Obama sends $500m to Green Climate Fund that Trump threatened to cut

The State Department announced the payment Tuesday

Justin Carissimo
New York
Wednesday 18 January 2017 05:37 GMT
US President Barack Obama speaks during his farewell address in Chicago, Illinois on January 10, 2017. Barack Obama closes the book on his presidency, with a farewell speech in Chicago that will try to lift supporters shaken by Donald Trump's shock election.
US President Barack Obama speaks during his farewell address in Chicago, Illinois on January 10, 2017. Barack Obama closes the book on his presidency, with a farewell speech in Chicago that will try to lift supporters shaken by Donald Trump's shock election. (Nicholas Kamm/AFP/Getty)

Three days before leaving the White House, President Barack Obama sent a $500 million check Tuesday to the Green Climate Fund, an international organization designed to help poor countries adopt clean energy technologies.

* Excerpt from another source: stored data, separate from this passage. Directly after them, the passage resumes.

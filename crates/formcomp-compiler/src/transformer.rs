//! The transformation pipeline

use tracing::{debug, error, info_span};

use crate::analysis::{check_typed, TypeAnnotator};
use crate::config::CompilerConfig;
use crate::error::{CompilerError, CompilerResult};
use crate::model::ComputationModel;
use crate::numeric::NumericType;
use crate::optimizer::{ConstantEliminator, IntermediateInliner, SubstitutionInliner};
use crate::rewriting::ModelRewriter;

/// Runs every pass over a bound model, checking after each that the model is still fully typed
///
/// ```rust,ignore
/// let transformer = ModelTransformer::new(numeric.as_ref(), &config);
/// transformer.transform(&mut model)?;
/// ```
pub struct ModelTransformer<'a> {
    numeric: &'a dyn NumericType,
    fold_constants: bool,
    inline_intermediates: bool,
}

impl<'a> ModelTransformer<'a> {
    pub fn new(numeric: &'a dyn NumericType, config: &CompilerConfig) -> Self {
        Self {
            numeric,
            fold_constants: config.fold_constants,
            inline_intermediates: config.inline_intermediates,
        }
    }

    /// Transform in place; on error the model is left half-transformed and must be discarded
    pub fn transform(&self, model: &mut ComputationModel) -> CompilerResult<()> {
        let span = info_span!("transform", numeric = %self.numeric.name());
        let _enter = span.enter();

        ModelRewriter::new(self.numeric).rewrite(model)?;
        TypeAnnotator::new().annotate(model)?;
        Self::check(model, "annotate")?;

        if self.fold_constants {
            ConstantEliminator::new(self.numeric).eliminate(model)?;
            Self::check(model, "cse")?;
        }

        SubstitutionInliner::new().substitute(model)?;
        TypeAnnotator::new().annotate(model)?;
        Self::check(model, "substitute")?;

        if self.inline_intermediates {
            IntermediateInliner::new().inline(model)?;
            Self::check(model, "inline")?;
        }

        SubstitutionInliner::new().substitute(model)?;
        Self::check(model, "final substitute")?;

        debug!(
            cells = model.cell_ids().len(),
            nodes = model.exprs().len(),
            "transformed model"
        );
        Ok(())
    }

    fn check(model: &ComputationModel, after: &str) -> CompilerResult<()> {
        check_typed(model).map_err(|e| {
            error!(pass = after, error = %e, "model lost its types");
            match e {
                CompilerError::Internal(message) => {
                    CompilerError::internal(format!("after {}: {}", after, message))
                }
                other => other,
            }
        })
    }
}
//! Cell value types

use std::fmt;

use chrono::NaiveDateTime;

use super::address::ReferenceStyle;

/// Represents the content stored in a cell of the raw cell table
#[derive(Debug, Clone, PartialEq, Default)]
pub enum CellValue {
    /// Empty cell (no value)
    #[default]
    Empty,

    /// Boolean value (TRUE/FALSE)
    Boolean(bool),

    /// Numeric value
    Number(f64),

    /// String value
    String(String),

    /// Date/time value
    Date(NaiveDateTime),

    /// Formula text and the notation its references use
    Formula {
        /// Formula text (e.g., "=SUM(A1:A10)")
        text: String,
        style: ReferenceStyle,
    },
}

impl CellValue {
    /// Create a new string value
    pub fn string<S: Into<String>>(s: S) -> Self {
        CellValue::String(s.into())
    }

    /// Create a new A1-style formula value
    pub fn formula<S: Into<String>>(text: S) -> Self {
        CellValue::Formula {
            text: text.into(),
            style: ReferenceStyle::A1,
        }
    }

    /// Create a new R1C1-style formula value
    pub fn formula_r1c1<S: Into<String>>(text: S) -> Self {
        CellValue::Formula {
            text: text.into(),
            style: ReferenceStyle::R1C1,
        }
    }

    /// Check if the cell is empty
    pub fn is_empty(&self) -> bool {
        matches!(self, CellValue::Empty)
    }

    /// Check if the cell contains a formula
    pub fn is_formula(&self) -> bool {
        matches!(self, CellValue::Formula { .. })
    }

    /// Try to get the value as a number
    ///
    /// Booleans count as 1 and 0; dates use the Excel serial day number.
    pub fn as_number(&self) -> Option<f64> {
        match self {
            CellValue::Number(n) => Some(*n),
            CellValue::Boolean(true) => Some(1.0),
            CellValue::Boolean(false) => Some(0.0),
            CellValue::Date(d) => Some(excel_serial(d)),
            _ => None,
        }
    }

    /// Try to get the value as a string
    pub fn as_string(&self) -> Option<&str> {
        match self {
            CellValue::String(s) => Some(s.as_str()),
            _ => None,
        }
    }

    /// Get the formula text if this is a formula cell
    pub fn formula_text(&self) -> Option<&str> {
        match self {
            CellValue::Formula { text, .. } => Some(text),
            _ => None,
        }
    }

    /// Get the type name for error messages
    pub fn type_name(&self) -> &'static str {
        match self {
            CellValue::Empty => "empty",
            CellValue::Boolean(_) => "boolean",
            CellValue::Number(_) => "number",
            CellValue::String(_) => "string",
            CellValue::Date(_) => "date",
            CellValue::Formula { .. } => "formula",
        }
    }
}

/// Days since 1899-12-30, the epoch spreadsheets count dates from
pub fn excel_serial(date: &NaiveDateTime) -> f64 {
    let epoch = chrono::NaiveDate::from_ymd_opt(1899, 12, 30)
        .and_then(|d| d.and_hms_opt(0, 0, 0))
        .unwrap_or_default();
    let duration = *date - epoch;
    duration.num_milliseconds() as f64 / 86_400_000.0
}

impl fmt::Display for CellValue {
    fn fmt(&self, f: &mut fmt::Formatter<'_>) -> fmt::Result {
        match self {
            CellValue::Empty => write!(f, ""),
            CellValue::Boolean(b) => write!(f, "{}", if *b { "TRUE" } else { "FALSE" }),
            CellValue::Number(n) => write!(f, "{}", n),
            CellValue::String(s) => write!(f, "{}", s),
            CellValue::Date(d) => write!(f, "{}", d),
            CellValue::Formula { text, .. } => write!(f, "{}", text),
        }
    }
}

impl From<f64> for CellValue {
    fn from(n: f64) -> Self {
        CellValue::Number(n)
    }
}

impl From<i32> for CellValue {
    fn from(n: i32) -> Self {
        CellValue::Number(n as f64)
    }
}

impl From<bool> for CellValue {
    fn from(b: bool) -> Self {
        CellValue::Boolean(b)
    }
}

impl From<&str> for CellValue {
    fn from(s: &str) -> Self {
        CellValue::string(s)
    }
}

impl From<String> for CellValue {
    fn from(s: String) -> Self {
        CellValue::String(s)
    }
}

impl From<NaiveDateTime> for CellValue {
    fn from(d: NaiveDateTime) -> Self {
        CellValue::Date(d)
    }
}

Today's check is the second payment from the Obama administration, marking a total of $1 billion in contributions to help developing nations cope with the threat of climate change, the State Department said in a statement.

The Green Climate Fund is a part of the $3 billion pledge made by President Obama back in 2014, which helped bring together pieces of last year’s Paris Climate Change act. It's projected to reach $200 billion by 2020 thanks to public and private donations.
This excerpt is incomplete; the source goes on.